All in all, we are learning new things in new ways. It's fun to watch and listen, to ask questions and sometimes just mess up. We can't wait to see how things unfold as we get to move into our apartment, start schooling, and start language classes!

Monday, May 6, 2013

Karibu to Kenya

This past three weeks have been a blur.

Packing suitcases, throwing everything out & re-organizing suitcases, finding out they are too heavy, throwing everything out & re-organizing again.... then off to Denver... then London... and finally Nairobi. The trip was a bit rough on me (I rolled my ankle two days before our flight from Denver! What luck) but in some ways it was exhilarating. It was fun landing in London, looking like a couple of tourists, asking silly questions and not laughing at any jokes because we are in *serious mode*. My heart fluttered when we boarded the plane to Nairobi, this is it!

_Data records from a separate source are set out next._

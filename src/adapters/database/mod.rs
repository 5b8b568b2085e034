//! Record store abstraction
//!
//! This module provides the [`RecordStore`] trait the runner reads from and
//! writes to, and the factory that builds a store from configuration.

pub mod factory;
pub mod traits;

pub use factory::create_record_store;
pub use traits::RecordStore;
//! PostgreSQL record store
//!
//! This module provides the pooled client, the SQL rendering and the
//! [`RecordStore`](crate::adapters::database::RecordStore) implementation
//! for PostgreSQL.

pub mod adapter;
pub mod client;
pub mod sql;

pub use adapter::PostgreSQLStore;
pub use client::{redact_connection_string, PostgreSQLClient};
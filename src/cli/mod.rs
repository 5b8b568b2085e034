//! CLI interface and argument parsing
//!
//! This module provides the command-line interface for Hattori using clap.

pub mod commands;

use clap::{Parser, Subcommand};

/// Hattori - batch anonymizer for relational tables
#[derive(Parser, Debug)]
#[command(name = "hattori")]
#[command(version, about, long_about = None)]
#[command(author = "Hattori Contributors")]
pub struct Cli {
    /// Path to configuration file
    #[arg(short, long, default_value = "hattori.toml", env = "HATTORI_CONFIG")]
    pub config: String,

    /// Log level (trace, debug, info, warn, error)
    #[arg(short, long, env = "HATTORI_LOG_LEVEL")]
    pub log_level: Option<String>,

    /// Subcommand to execute
    #[command(subcommand)]
    pub command: Commands,
}

/// Available commands
#[derive(Subcommand, Debug)]
pub enum Commands {
    /// Anonymize the configured targets
    Run(commands::run::RunArgs),

    /// Validate configuration file
    ValidateConfig(commands::validate::ValidateArgs),

    /// Initialize a new configuration file
    Init(commands::init::InitArgs),

    /// List supported faker kinds and locales
    ListFakers(commands::list_fakers::ListFakersArgs),
}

We rode a 777, those big planes with screens in the back of the seats. I got to finish Les Mis, and had a little too much fun imagining my own script to the cartoons playing on a certain channel (you listen in by plugging in your headphones to your armrest - I didn't do that for these cartoons. Hence, they were silent). Nairobi landing was smooth, although my heart was racing the whole time! What if something was wrong with our visas? What if we forgot some pertinent information or document? What if we looked too suspicious with our American scowls and messy hair? I felt like a secret agent about to get caught.

We stayed with our team leaders for about 10 days. They are a great family. Internet was limited, so we sent a short email to parents letting us know we arrived and then pulled out our books. It's amazing how much free time you have when you cut internet out of your life. Try it for a week, if you dare! ;)

Yesterday we moved into a guest house on the north end of the city. Our team has taken it easy on us in order to let my ankle heal. This has been a blessing but I am also SO anxious to start. So many years of my life have led up to this trip... I am learning the art of "African timing"... throw away the clock and the calendar, it happens when it happens!

Even though I am excited to begin, I am ready to explore the city, I am nervous but determined to be immersed into the rich culture and life of my surroundings I am also happy to rest. This morning I woke up thinking how our rest is a form of worship

So God blessed the seventh day and made it holy, because on it God rested from all his work that he had done in creation. ~ Genesis 2:3

We honor God when we acknowledge our need to rest and embrace it. Sometimes it's easy to do so, sometimes it's not. Obligations, responsibilities, duties, errands... they pile up. We admire people who can get "so much done" in a day. We pursue accomplishments like trophies. That work ethic can be good, but it all depends on where you place it amongst your priorities. Whether you value it above God, yourself, your family, your friends, or the very people you are working for.

All that to say... I am grateful for accomplishments, and I am grateful for rest. I am in awe that God, knowing our need for rest (but our desire to keep accomplishing), made it a command to rest among the Israelites. I can't wait to see how this period of rest fleshes out... and how it catapults me into the next chapter when that time comes.